A "Cidade de Deus", de Fernando Meirelles, impressionou-me como poucos filmes conseguem impressionar-me... A Cidade de Deus existe com esse mesmo nome. As personagens confundem-se com as pessoas de carne e osso. E sangue.

Como não consigo lembrar-me de outro filme com as mesmas características (que eu tenha visto), vou tomar a liberdade de o comparar com "Elephant", de Gus Van Sant.

"Elephant" tem o mesmo pano de fundo que "Bowling for Columbine", de Michael Moore, e trata de um massacre que ocorreu num liceu norte americano, o Columbine. Este massacre foi perpetrado por dois estudantes fortemente armados que terão disparado indiscriminadamente contra os seus colegas. Sim, é chocante. E acontece esporadicamente. Contudo, trata-se de um problema de solução relativamente simples: controlando melhor o acesso às armas e promovendo valores diferentes nos cidadãos. Mas não é intenção deste texto criticar os padrões norte-americanos. A verdade é que ambos os filmes "Cidade de Deus" e "Elephant" deixam em nós uma série de sensações diferentes, e chegam a deixar-nos chocados, mas de forma diferente.

Se não vejamos: quando vi "Elephant" comecei por sentir-me feliz por não ter sido educada numa escola norte-americana. Depois senti-me fisicamente arrepiada e insegura pela facilidade com que se adquirem armas nos EUA. O arrepio deu lugar ao pavor a que se seguiu um enjoo e uma vontade de ir para casa a correr e nunca mais voltar a esse país. Fiz um exercício. Obriguei-me a pensar que um caso isolado não espelha uma nação inteira. Pode ser verdade. Mas também é verdade que os cidadãos norte-americanos em geral, salvo talvez, algumas excepções, são educados num ambiente de competição, materialismo, repressão até e muito plástico. São mesmo impelidos à vingança e o exemplo vem dos seus líderes, dos seus filmes e dos valores que estes implementam. Afinal, o espelho da nação inteira não é tão inocente como eu queria obrigar-me a pensar.

Regressemos agora à "Cidade de Deus". Este filme possui uma linha narrativa interessante. Conta a história de uma favela do Rio de Janeiro e da vida das tais personagens que protagonizaram histórias verdadeiras também. A vida nas favelas não é fácil. E por isso o filme não é fácil. Não vou descrevê-lo aqui, prefiro que se sintam levados a vê-lo. Vale a pena. Tal como "Elephant", aliás! "Cidade de Deus" é, contudo, especial. Ele transporta-nos por uma sucessão de acontecimentos e de sensações diferentes. Comecei por sentir-me incluída, depois invadida, triste, alegre, revoltada, enjoada e por fim aliviada, mas aquele alívio que se sabe ser apenas temporário... Mas mesmo lá no fim, no final mesmo, a sensação é de impotência total. As máfias do tráfico de drogas são um cancro real e extremamente difícil de erradicar. Digamos que são as baratas da sociedade. Elas surgem em locais húmidos, sujos e escuros. De onde todos fogem excepto quem não tem condições para procurar algo melhor. Os que lutam pelo seu dia-a-dia e sentem as alegrias, as tristezas, o medo, o nojo, a revolta... Os que são obrigados a conviver com as baratas e que se transformam nelas por falta de alternativas ou porque não sabendo melhor, se juntam por vingança. O Brasil surge como uma nação desorientada.

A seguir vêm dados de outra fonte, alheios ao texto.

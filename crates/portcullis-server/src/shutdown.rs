//! Graceful shutdown.
//!
//! The accept loop stops on the first [`ShutdownSignal`]; connections already
//! accepted hold a [`ConnectionToken`] and get up to
//! `server.shutdown_timeout_secs` to finish.

use std::sync::atomic::{AtomicUsize, Ordering};
use std::sync::Arc;

use tokio::sync::{watch, Notify};

/// A cloneable, one-shot shutdown trigger.
///
/// ```rust
/// use portcullis_server::ShutdownSignal;
///
/// let shutdown = ShutdownSignal::new();
/// let observer = shutdown.clone();
///
/// shutdown.trigger();
/// assert!(observer.is_shutdown());
/// ```
#[derive(Debug, Clone)]
pub struct ShutdownSignal {
    sender: Arc<watch::Sender<bool>>,
}

impl ShutdownSignal {
    /// Creates an untriggered signal.
    #[must_use]
    pub fn new() -> Self {
        let (sender, _) = watch::channel(false);
        Self {
            sender: Arc::new(sender),
        }
    }

    /// Triggers shutdown. Later calls do nothing.
    pub fn trigger(&self) {
        self.sender.send_if_modified(|triggered| !std::mem::replace(triggered, true));
    }

    /// Returns true once triggered.
    #[must_use]
    pub fn is_shutdown(&self) -> bool {
        *self.sender.borrow()
    }

    /// Completes when shutdown is triggered, immediately if it already was.
    pub async fn recv(&self) {
        let mut receiver = self.sender.subscribe();
        // The sender lives as long as `self`, so this cannot fail.
        let _ = receiver.wait_for(|triggered| *triggered).await;
    }

    /// Creates a signal that triggers on SIGTERM or SIGINT.
    ///
    /// Must be called from within a Tokio runtime.
    #[must_use]
    pub fn with_os_signals() -> Self {
        let signal = Self::new();
        let trigger = signal.clone();
        tokio::spawn(async move {
            wait_for_os_signal().await;
            trigger.trigger();
        });
        signal
    }
}

impl Default for ShutdownSignal {
    fn default() -> Self {
        Self::new()
    }
}

#[cfg(unix)]
async fn wait_for_os_signal() {
    use tokio::signal::unix::{signal, SignalKind};

    let (mut term, mut int) = match (signal(SignalKind::terminate()), signal(SignalKind::interrupt())) {
        (Ok(term), Ok(int)) => (term, int),
        (Err(err), _) | (_, Err(err)) => {
            tracing::warn!(error = %err, "signal handlers unavailable, falling back to ctrl-c");
            wait_for_ctrl_c().await;
            return;
        }
    };

    tokio::select! {
        _ = term.recv() => tracing::info!("received SIGTERM, shutting down"),
        _ = int.recv() => tracing::info!("received SIGINT, shutting down"),
    }
}

#[cfg(not(unix))]
async fn wait_for_os_signal() {
    wait_for_ctrl_c().await;
}

async fn wait_for_ctrl_c() {
    match tokio::signal::ctrl_c().await {
        Ok(()) => tracing::info!("received ctrl-c, shutting down"),
        Err(err) => {
            tracing::error!(error = %err, "cannot listen for ctrl-c, waiting forever");
            std::future::pending::<()>().await;
        }
    }
}

/// Counts open connections so shutdown can wait for them.
///
/// ```rust
/// use portcullis_server::ConnectionTracker;
///
/// let tracker = ConnectionTracker::new();
/// let token = tracker.acquire();
/// assert_eq!(tracker.active_connections(), 1);
///
/// drop(token);
/// assert_eq!(tracker.active_connections(), 0);
/// ```
#[derive(Debug, Clone, Default)]
pub struct ConnectionTracker {
    active: Arc<AtomicUsize>,
    idle: Arc<Notify>,
}

impl ConnectionTracker {
    /// Creates a tracker with no connections.
    #[must_use]
    pub fn new() -> Self {
        Self::default()
    }

    /// Registers a connection until the token drops.
    #[must_use]
    pub fn acquire(&self) -> ConnectionToken {
        self.active.fetch_add(1, Ordering::AcqRel);
        ConnectionToken {
            active: Arc::clone(&self.active),
            idle: Arc::clone(&self.idle),
        }
    }

    /// Returns the number of open connections.
    #[must_use]
    pub fn active_connections(&self) -> usize {
        self.active.load(Ordering::Acquire)
    }

    /// Completes once every token has dropped.
    pub async fn wait_idle(&self) {
        loop {
            // Registered before the check so a drop in between is not missed.
            let notified = self.idle.notified();
            if self.active_connections() == 0 {
                return;
            }
            notified.await;
        }
    }
}

/// Keeps one connection counted.
#[derive(Debug)]
pub struct ConnectionToken {
    active: Arc<AtomicUsize>,
    idle: Arc<Notify>,
}

impl Drop for ConnectionToken {
    fn drop(&mut self) {
        if self.active.fetch_sub(1, Ordering::AcqRel) == 1 {
            self.idle.notify_waiters();
        }
    }
}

Depois de se ver "Cidade de Deus" fica-se com medo. Mas consegue fazer-se o exercício de pensar que aquele caso não espelha a nação brasileira. Porque ainda que alguns brasileiros possam ter fortes influências norte-americanas na sua educação, a grande maioria possui um coração com valores não materialistas. E isso faz toda a diferença. Isso faz de "Elephant" um filme de violência fria, e calculista! E faz de "Cidade de Deus" um filme violento, mas quente. E sobretudo humano. De uma humanidade bestial, quase, mas humano.

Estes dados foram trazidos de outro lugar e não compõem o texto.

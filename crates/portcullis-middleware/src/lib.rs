//! # Portcullis Middleware
//!
//! Runs a resolved handler chain and guards it.
//!
//! ```text
//! request ─► Recovery ─► Pipeline ─► [global] ─► [group…] ─► [route-local] ─► handler
//!               │                      │  any step may Halt: the rest is skipped
//!               └── a panic anywhere becomes exactly one 500
//! ```
//!
//! - [`Pipeline`] executes steps in order and reports a [`RequestState`]
//! - [`Recovery`] is the two-layer fault boundary
//! - [`gates`] builds access gates from declarative requirements
//! - [`stages`] populates identity, repository and request id for the gates

#![doc(html_root_url = "https://docs.rs/portcullis-middleware/0.1.0")]
#![warn(missing_docs)]
#![forbid(unsafe_code)]

pub mod gates;
pub mod pipeline;
pub mod recovery;
pub mod stages;

pub use gates::{Feature, FeatureGate, Gates, RepoGate, RepoRequirement, Toggle, ToggleOptions};
pub use pipeline::{HandlerEntry, Pipeline, RequestState};
pub use recovery::Recovery;
pub use stages::{
    AssignResource, IdentityResolver, RequestIdStage, ResolveIdentity, ResourceResolver,
};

"Elephant" e "Cidade de Deus" retratam os valores frios de uma sociedade capitalista e que se diz desenvolvida e os valores mais humanos de uma sociedade flagelada pelas diferenças sociais abismais e pela luta constante pela sobrevivência face à corrupção e à pobreza.

Depois de ver "Cidade de Deus" não me sinto paternalista. Não se trata disso. Os brasileiros são fortes (têm mesmo que o ser) e todas as sociedades, sem excepções têm os seus problemas e as suas formas de lidar com eles. Mas fiquei triste, porque queria poder fazer alguma coisa, e não posso. Mas pelo menos não me apetece virar as costas ao Brasil...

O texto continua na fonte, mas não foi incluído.